• **Exercise requirements**:
Count the lines in the records that hold the string "positional". Only the number should be given.

Stored data:
------------
//! Generative parameter checks

use serde_json::json;
use std::collections::BTreeMap;

use crate::assertions::{ensure_eq, fail};
use crate::executor::Cx;
use crate::generative::{parse_generative_args, producer, Param, Params, Yield};
use crate::models::{StepResult, TestCase, TestClass};

const MODULE: &str = "skipaware.suites.packing";

fn keywords() -> Param {
    Param::Keywords(BTreeMap::from([("x".to_string(), json!(1))]))
}

fn star() -> Param {
    Param::StarArgs(vec![json!(2), json!(3)])
}

fn value(n: i64) -> Param {
    Param::Value(json!(n))
}

/// Name, parameter sequence, whether it unpacks
fn examples() -> Vec<(&'static str, Vec<Param>, bool)> {
    vec![
        ("positional only", vec![value(1), value(2)], true),
        ("positional then star-args", vec![value(1), star()], true),
        ("positional then keywords", vec![value(1), keywords()], true),
        ("star-args then keywords", vec![star(), keywords()], true),
        ("keywords then star-args", vec![keywords(), star()], false),
        ("two keywords", vec![keywords(), keywords()], false),
        ("positional after star-args", vec![star(), value(4)], false),
        ("positional after keywords", vec![keywords(), value(4)], false),
    ]
}

pub fn cases() -> Vec<TestCase> {
    let class = TestClass::new(MODULE, "PackingTC")
        .with_tags("generative")
        .with_source_file(file!());

    vec![
        class
            .generative("test_packing_rules", |_| {
                Ok(producer(examples().into_iter().enumerate().map(
                    |(index, (name, _, _))| Yield::named(name, check_rule).arg(index),
                )))
            })
            .with_doc("Markers must follow positional values"),
        class.generative("test_unpacked_arguments", |_| {
            Ok(producer((1..=3i64).map(|n| {
                Yield::call(check_total)
                    .arg(n)
                    .star_args([n + 1, n + 2])
                    .keywords([("total", 3 * n + 3)])
            })))
        }),
        class.generative("test_item_description", |_| {
            Ok(producer((1..=2).map(|n| {
                let name = format!("item {n}");
                let expected = name.clone();
                Yield::named(name, move |cx: &mut Cx<'_>, _: &Params| {
                    ensure_eq(cx.description(), expected.clone())
                })
            })))
        }),
    ]
}

fn check_rule(_: &mut Cx<'_>, params: &Params) -> StepResult {
    let index: usize = params.arg(0)?;
    let (_, sequence, valid) = examples()
        .into_iter()
        .nth(index)
        .ok_or_else(|| fail(format!("no packing example {index}")))?;
    ensure_eq(parse_generative_args(&sequence).is_ok(), valid)
}

fn check_total(_: &mut Cx<'_>, params: &Params) -> StepResult {
    let mut sum = 0i64;
    for index in 0..params.len() {
        sum += params.arg::<i64>(index)?;
    }
    let total: Option<i64> = params.kwarg("total")?;
    ensure_eq(Some(sum), total)
}
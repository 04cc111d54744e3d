//! skipaware - skip-aware test execution engine
//!
//! Runs the built-in self-check suites through the engine and manages the
//! restart ledger, stored runs and configuration.
//!
//! ## Usage
//!
//! ```bash
//! # Run everything
//! skipaware run
//!
//! # Stop at the first failure, then resume after fixing it
//! skipaware run -x
//! skipaware run -x --restart
//!
//! # Select by tags or by name
//! skipaware run -m "not slow" -k packing
//!
//! # Post-mortem debugging of failures
//! skipaware run --pdb -v
//!
//! # List cases with their tags
//! skipaware list --detailed
//! ```

use anyhow::{anyhow, Context, Result};
use clap::Parser;
use std::io;
use std::path::Path;
use std::process::ExitCode;
use tracing::{debug, info, warn};

use skipaware::cli::{self, Args, Command};
use skipaware::config::{print_env_help, ConfigFile, EnvConfig};
use skipaware::executor::{
    AllOf, PatternSelector, ResumeSelector, RunError, Runner, Selector, TagSelector,
};
use skipaware::models::{Cancelled, RunOptions, Verbosity};
use skipaware::output::{OutputFormat, ResultFormatter};
use skipaware::results::{
    export_run, start_interactive_mode, ExportFormat, RestartLedger, ResultCollector,
    ResultsStorage, StoredRun,
};
use skipaware::suites;
use skipaware::tags::TagExpr;
use skipaware::utils::{init_logger, LogLevel, Stopwatch};

fn main() -> Result<ExitCode> {
    let args = Args::parse();
    let env = EnvConfig::load();

    let config_path = args.config.clone().or_else(|| env.config_file.clone());
    let config = match &config_path {
        Some(path) => ConfigFile::load(path)?,
        None => ConfigFile::load_default()?,
    };

    let level = args
        .log_level
        .clone()
        .or_else(|| env.log_level.clone())
        .unwrap_or_else(|| config.app.log_level.clone());
    init_logger(LogLevel::from_str(&level).unwrap_or_default());

    match args.command {
        Command::Run(run_args) => run_suites(run_args, &config, &env),
        Command::List(list_args) => {
            list_cases(list_args)?;
            Ok(ExitCode::SUCCESS)
        }
        Command::Ledger(ledger_args) => {
            manage_ledger(ledger_args, &config, &env)?;
            Ok(ExitCode::SUCCESS)
        }
        Command::Results(results_args) => {
            show_results(results_args, &config)?;
            Ok(ExitCode::SUCCESS)
        }
        Command::Config(config_args) => {
            manage_config(config_args, config_path.as_deref())?;
            Ok(ExitCode::SUCCESS)
        }
    }
}

/// Config file, then profile, then environment, then flags
fn resolve_options(
    args: &cli::RunArgs,
    config: &ConfigFile,
    env: &EnvConfig,
) -> Result<RunOptions> {
    let mut options = config.app.run_options();

    if let Some(name) = args.profile.as_ref().or(env.profile.as_ref()) {
        let profile = config.profile(name).ok_or_else(|| {
            anyhow!(
                "Unknown profile: {name} (available: {})",
                config.profile_names().join(", ")
            )
        })?;
        debug!("Applying profile {}", profile.name);
        options = profile.apply(options);
    }

    options = env.apply(options);

    if args.quiet {
        options.verbosity = Verbosity::Quiet;
    } else if args.verbose > 0 {
        options.verbosity = Verbosity::from_level(args.verbose + 1);
    }
    if args.exit_first {
        options.exit_first = true;
    }
    if args.pdb {
        options.pdb_mode = true;
    }
    if let Some(expr) = &args.tag_match {
        options.tag_match = Some(expr.clone());
    }
    if let Some(pattern) = &args.pattern {
        options.pattern = Some(pattern.clone());
    }
    if args.restart {
        options.restart = true;
    }
    if let Some(path) = &args.restart_file {
        options.restart_file = path.into();
    }

    Ok(options)
}

fn build_selector(options: &RunOptions) -> Result<AllOf> {
    let mut selector = AllOf::new();

    if let Some(expr) = &options.tag_match {
        let tags = TagSelector::new(expr)
            .with_context(|| format!("Invalid tag expression: {expr}"))?;
        selector = selector.with(tags);
    }
    if let Some(pattern) = &options.pattern {
        selector = selector.with(PatternSelector::new(pattern.clone()));
    }
    if options.restart {
        let ledger = RestartLedger::new(options.restart_file.clone());
        let resume =
            ResumeSelector::from_ledger(&ledger).context("Failed to read restart ledger")?;
        info!("Resuming, {} case(s) already succeeded", resume.len());
        selector = selector.with(resume);
    }

    Ok(selector)
}

fn exit_code(cancelled: Option<Cancelled>, successful: bool) -> ExitCode {
    match cancelled {
        Some(Cancelled::Interrupt) => ExitCode::from(130),
        Some(Cancelled::Exit(code)) => ExitCode::from(u8::try_from(code).unwrap_or(1)),
        None if successful => ExitCode::SUCCESS,
        None => ExitCode::from(1),
    }
}

fn run_suites(args: cli::RunArgs, config: &ConfigFile, env: &EnvConfig) -> Result<ExitCode> {
    let mut stopwatch = Stopwatch::new();
    let options = resolve_options(&args, config, env)?;

    let format_name = args
        .format
        .clone()
        .or_else(|| env.format.clone())
        .unwrap_or_else(|| config.app.format.clone());
    let format = OutputFormat::from_str(&format_name)
        .ok_or_else(|| anyhow!("Unknown report format: {format_name}"))?;

    let mut cases = if args.suite.is_empty() {
        suites::all_cases()
    } else {
        suites::cases_for(&args.suite).ok_or_else(|| {
            anyhow!(
                "Unknown suite in {} (available: {})",
                args.suite.join(","),
                suites::suite_names().join(", ")
            )
        })?
    };

    let selector = build_selector(&options)?;
    if options.exit_first && !options.restart {
        RestartLedger::new(options.restart_file.clone())
            .clear()
            .context("Failed to reset restart ledger")?;
    }
    stopwatch.lap("setup");

    let mut runner = Runner::new(options.clone());
    let mut result = ResultCollector::new(&options);
    let outcome = runner.run_all(&mut cases, &mut result, Some(&selector as &dyn Selector));
    let cancelled = match outcome {
        Ok(_) => None,
        Err(RunError::Cancelled(reason)) => {
            warn!("Run cancelled: {reason}");
            Some(reason)
        }
        Err(e) => return Err(e).context("Run aborted"),
    };
    stopwatch.lap("run");

    let summary = result.summary();
    let mut formatter = ResultFormatter::new(format);
    if args.no_color {
        formatter = formatter.no_color();
    }
    println!("{}", formatter.format_report(&result, &summary).trim_end());

    if result.pdb_mode() && cancelled.is_none() {
        start_interactive_mode(&mut result, &mut io::stdin().lock(), &mut io::stdout())
            .context("Debugging session failed")?;
    }

    if args.export.is_some() || args.save {
        let run = StoredRun::new(&summary, &result, &options);

        if let Some(path) = &args.export {
            let path = Path::new(path);
            let export_format = ExportFormat::from_extension(path).unwrap_or(ExportFormat::Json);
            export_run(&run, path, export_format)?;
            println!("Run exported to: {}", path.display());
        }
        if args.save {
            let saved = results_storage(config).save(&run)?;
            println!("Run saved to: {}", saved.display());
        }
    }
    stopwatch.lap("report");
    debug!("Timings: {}", stopwatch.format());

    Ok(exit_code(cancelled, summary.was_successful()))
}

fn list_cases(args: cli::ListArgs) -> Result<()> {
    let expr = args
        .tag_match
        .as_deref()
        .map(TagExpr::parse)
        .transpose()
        .context("Invalid tag expression")?;

    for (name, build) in suites::SUITES {
        let cases: Vec<_> = build()
            .into_iter()
            .filter(|case| expr.as_ref().map_or(true, |e| case.info.tags.matches_expr(e)))
            .collect();
        if cases.is_empty() {
            continue;
        }

        println!("\n{name} ({} case(s))", cases.len());
        println!("{:-<70}", "");
        for case in &cases {
            let kind = if case.is_generative() { "generative" } else { "plain" };
            if args.detailed {
                let tags: Vec<&str> = case.info.tags.iter().collect();
                println!("  {}", case.info.id);
                println!("    {} [{}] {}", kind, tags.join(", "), case.info.default_description());
                if let Some(reason) = case.info.skip_reason() {
                    println!("    skipped: {reason}");
                }
            } else {
                println!("  {}", case.info.id);
            }
        }
    }
    println!();

    Ok(())
}

fn manage_ledger(args: cli::LedgerArgs, config: &ConfigFile, env: &EnvConfig) -> Result<()> {
    let path = args
        .restart_file
        .map(Into::into)
        .or_else(|| env.restart_file.clone())
        .unwrap_or_else(|| config.app.restart_file.clone());
    let ledger = RestartLedger::new(path);

    match args.action {
        cli::LedgerAction::Show => {
            let entries = ledger.entries()?;
            if entries.is_empty() {
                println!("Restart ledger {} is empty.", ledger.path().display());
            } else {
                println!("{} ({} case(s)):", ledger.path().display(), entries.len());
                for entry in entries {
                    println!("  {entry}");
                }
            }
        }
        cli::LedgerAction::Clear => {
            ledger.clear()?;
            println!("Cleared restart ledger {}", ledger.path().display());
        }
    }

    Ok(())
}

fn results_storage(config: &ConfigFile) -> ResultsStorage {
    config
        .app
        .results_dir
        .clone()
        .map(ResultsStorage::new)
        .unwrap_or_else(ResultsStorage::default_dir)
}

fn show_results(args: cli::ResultsArgs, config: &ConfigFile) -> Result<()> {
    let storage = results_storage(config);

    let selected = match (&args.id, args.latest) {
        (Some(id), _) => Some(storage.load(id)?),
        (None, true) => storage.latest()?,
        (None, false) => None,
    };

    let Some(run) = selected else {
        let runs = storage.list_runs()?;
        if runs.is_empty() {
            println!("No stored runs in {}.", storage.base_dir().display());
            println!("Store one with: skipaware run --save");
            return Ok(());
        }

        println!(
            "{:<22} {:>5} {:>5} {:>5} {:>5} {:>5}  Status",
            "Run", "Run", "Pass", "Fail", "Err", "Skip"
        );
        println!("{:-<70}", "");
        for run in &runs {
            println!(
                "{:<22} {:>5} {:>5} {:>5} {:>5} {:>5}  {}",
                run.id,
                run.tests_run,
                run.successes,
                run.failures,
                run.errors,
                run.skipped,
                if run.was_successful() { "OK" } else { "FAILED" }
            );
        }
        println!("\nUse --latest or --id <run> for details.");
        return Ok(());
    };

    if args.format == "json" {
        println!("{}", serde_json::to_string_pretty(&run)?);
    } else {
        println!("Run {} ({})", run.id, run.started_at.format("%Y-%m-%d %H:%M:%S"));
        println!(
            "Ran {} test(s) in {}ms: {} passed, {} failure(s), {} error(s), {} skipped",
            run.tests_run, run.duration_ms, run.successes, run.failures, run.errors, run.skipped
        );
        for fault in &run.faults {
            println!("\n{}: {}", fault.flavour, fault.description);
            println!("{}", fault.traceback);
        }
    }

    if let Some(path) = &args.export {
        let path = Path::new(path);
        let format = ExportFormat::from_extension(path).unwrap_or(ExportFormat::Json);
        storage.export(&run, path, format)?;
        println!("\nRun exported to: {}", path.display());
    }

    Ok(())
}

fn manage_config(args: cli::ConfigArgs, explicit: Option<&str>) -> Result<()> {
    match args.action {
        cli::ConfigAction::Init { output, force } => {
            let path = Path::new(&output);
            if path.exists() && !force {
                anyhow::bail!(
                    "Configuration file already exists: {output}. Use --force to overwrite."
                );
            }

            ConfigFile::example().save(path)?;
            println!("Configuration file created: {output}");
        }

        cli::ConfigAction::Show { env, format } => {
            if env {
                EnvConfig::load().print_summary();
            } else {
                let config = match explicit {
                    Some(path) => ConfigFile::load(path)?,
                    None => ConfigFile::load_default()?,
                };
                let output = if format == "json" {
                    serde_json::to_string_pretty(&config)?
                } else {
                    serde_yaml::to_string(&config)?
                };
                println!("{output}");
            }
        }

        cli::ConfigAction::Validate { file } => {
            let path = file
                .or_else(|| explicit.map(String::from))
                .or_else(|| ConfigFile::find().map(|p| p.to_string_lossy().to_string()))
                .unwrap_or_else(|| "./skipaware.yaml".to_string());

            match ConfigFile::load(&path) {
                Ok(_) => println!("Configuration file is valid: {path}"),
                Err(e) => {
                    println!("Configuration file is invalid: {path}");
                    println!("  Error: {e:#}");
                    return Err(e);
                }
            }
        }

        cli::ConfigAction::Profiles { detailed } => {
            let config = match explicit {
                Some(path) => ConfigFile::load(path)?,
                None => ConfigFile::load_default()?,
            };
            println!("Run Profiles:");
            println!("{:-<60}", "");
            for name in config.profile_names() {
                let Some(profile) = config.profile(&name) else {
                    continue;
                };
                if detailed {
                    println!("{}", serde_yaml::to_string(&profile)?);
                } else {
                    println!("  {:12} - {}", profile.name, profile.description);
                }
            }
        }

        cli::ConfigAction::Env => print_env_help(),
    }

    Ok(())
}
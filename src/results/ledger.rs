//! Restart ledger
//!
//! Append-only file listing the cases that succeeded while
//! stop-on-first-failure was active, one `module.Class.method` per line,
//! so an aborted run can be resumed.

use std::collections::HashSet;
use std::fs::{self, OpenOptions};
use std::io::{self, Write};
use std::path::{Path, PathBuf};
use thiserror::Error;
use tracing::{debug, error};

use crate::models::{TestId, DEFAULT_RESTART_FILE};

#[cfg(windows)]
const LINE_SEPARATOR: &str = "\r\n";
#[cfg(not(windows))]
const LINE_SEPARATOR: &str = "\n";

/// Failure to persist or read the ledger
#[derive(Debug, Error)]
pub enum LedgerError {
    #[error("Failed to append to restart ledger {path}: {source}")]
    Write { path: PathBuf, source: io::Error },

    #[error("Failed to read restart ledger {path}: {source}")]
    Read { path: PathBuf, source: io::Error },

    #[error("Failed to remove restart ledger {path}: {source}")]
    Remove { path: PathBuf, source: io::Error },
}

/// Handle on the ledger file; the file itself is only open while appending
#[derive(Clone, Debug, PartialEq, Eq)]
pub struct RestartLedger {
    path: PathBuf,
}

impl Default for RestartLedger {
    fn default() -> Self {
        Self::new(DEFAULT_RESTART_FILE)
    }
}

impl RestartLedger {
    pub fn new(path: impl Into<PathBuf>) -> Self {
        Self { path: path.into() }
    }

    pub fn path(&self) -> &Path {
        &self.path
    }

    /// Append one successful case
    pub fn append(&self, id: &TestId) -> Result<(), LedgerError> {
        let result = self.write_line(&id.to_string());
        if let Err(source) = result {
            let cwd = std::env::current_dir().unwrap_or_default();
            error!(
                "Error while saving succeeded test into {}",
                cwd.join(&self.path).display()
            );
            return Err(LedgerError::Write {
                path: self.path.clone(),
                source,
            });
        }
        debug!("Recorded {} in {}", id, self.path.display());
        Ok(())
    }

    fn write_line(&self, line: &str) -> io::Result<()> {
        let mut file = OpenOptions::new()
            .create(true)
            .append(true)
            .open(&self.path)?;
        file.write_all(line.as_bytes())?;
        file.write_all(LINE_SEPARATOR.as_bytes())?;
        file.flush()
    }

    /// Every recorded identity, in file order; empty when the file is missing
    pub fn entries(&self) -> Result<Vec<String>, LedgerError> {
        let content = match fs::read_to_string(&self.path) {
            Ok(content) => content,
            Err(e) if e.kind() == io::ErrorKind::NotFound => return Ok(Vec::new()),
            Err(source) => {
                return Err(LedgerError::Read {
                    path: self.path.clone(),
                    source,
                })
            }
        };

        Ok(content
            .lines()
            .map(str::trim)
            .filter(|line| !line.is_empty())
            .map(String::from)
            .collect())
    }

    /// Recorded identities as a set, for resuming
    pub fn succeeded(&self) -> Result<HashSet<String>, LedgerError> {
        Ok(self.entries()?.into_iter().collect())
    }

    /// Remove the ledger file; a missing file is not an error
    pub fn clear(&self) -> Result<(), LedgerError> {
        match fs::remove_file(&self.path) {
            Ok(()) => Ok(()),
            Err(e) if e.kind() == io::ErrorKind::NotFound => Ok(()),
            Err(source) => Err(LedgerError::Remove {
                path: self.path.clone(),
                source,
            }),
        }
    }
}

#[cfg(test)]
mod tests {
    use super::*;
    use tempfile::TempDir;

    fn ledger_in(dir: &TempDir) -> RestartLedger {
        RestartLedger::new(dir.path().join(DEFAULT_RESTART_FILE))
    }

    #[test]
    fn test_append_writes_one_line_per_case() {
        let dir = TempDir::new().unwrap();
        let ledger = ledger_in(&dir);

        ledger.append(&TestId::new("mod", "TC", "test_a")).unwrap();
        ledger.append(&TestId::new("mod", "TC", "test_b")).unwrap();

        let raw = fs::read_to_string(ledger.path()).unwrap();
        assert_eq!(
            raw,
            format!("mod.TC.test_a{LINE_SEPARATOR}mod.TC.test_b{LINE_SEPARATOR}")
        );
    }

    #[test]
    fn test_append_never_deduplicates() {
        let dir = TempDir::new().unwrap();
        let ledger = ledger_in(&dir);
        let id = TestId::new("mod", "TC", "test_a");

        ledger.append(&id).unwrap();
        ledger.append(&id).unwrap();

        assert_eq!(ledger.entries().unwrap().len(), 2);
        assert_eq!(ledger.succeeded().unwrap().len(), 1);
    }

    #[test]
    fn test_missing_file_reads_empty() {
        let dir = TempDir::new().unwrap();
        let ledger = ledger_in(&dir);
        assert!(ledger.entries().unwrap().is_empty());
        ledger.clear().unwrap();
    }

    #[test]
    fn test_clear_removes_file() {
        let dir = TempDir::new().unwrap();
        let ledger = ledger_in(&dir);
        ledger.append(&TestId::new("m", "C", "t")).unwrap();
        ledger.clear().unwrap();
        assert!(!ledger.path().exists());
    }

    #[test]
    fn test_write_failure_surfaces_io_error() {
        let dir = TempDir::new().unwrap();
        let ledger = RestartLedger::new(dir.path().join("missing").join("ledger"));

        let err = ledger.append(&TestId::new("m", "C", "t")).unwrap_err();
        match err {
            LedgerError::Write { source, .. } => {
                assert_eq!(source.kind(), io::ErrorKind::NotFound)
            }
            other => panic!("unexpected error: {other}"),
        }
    }
}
------------
• **Written response**:
6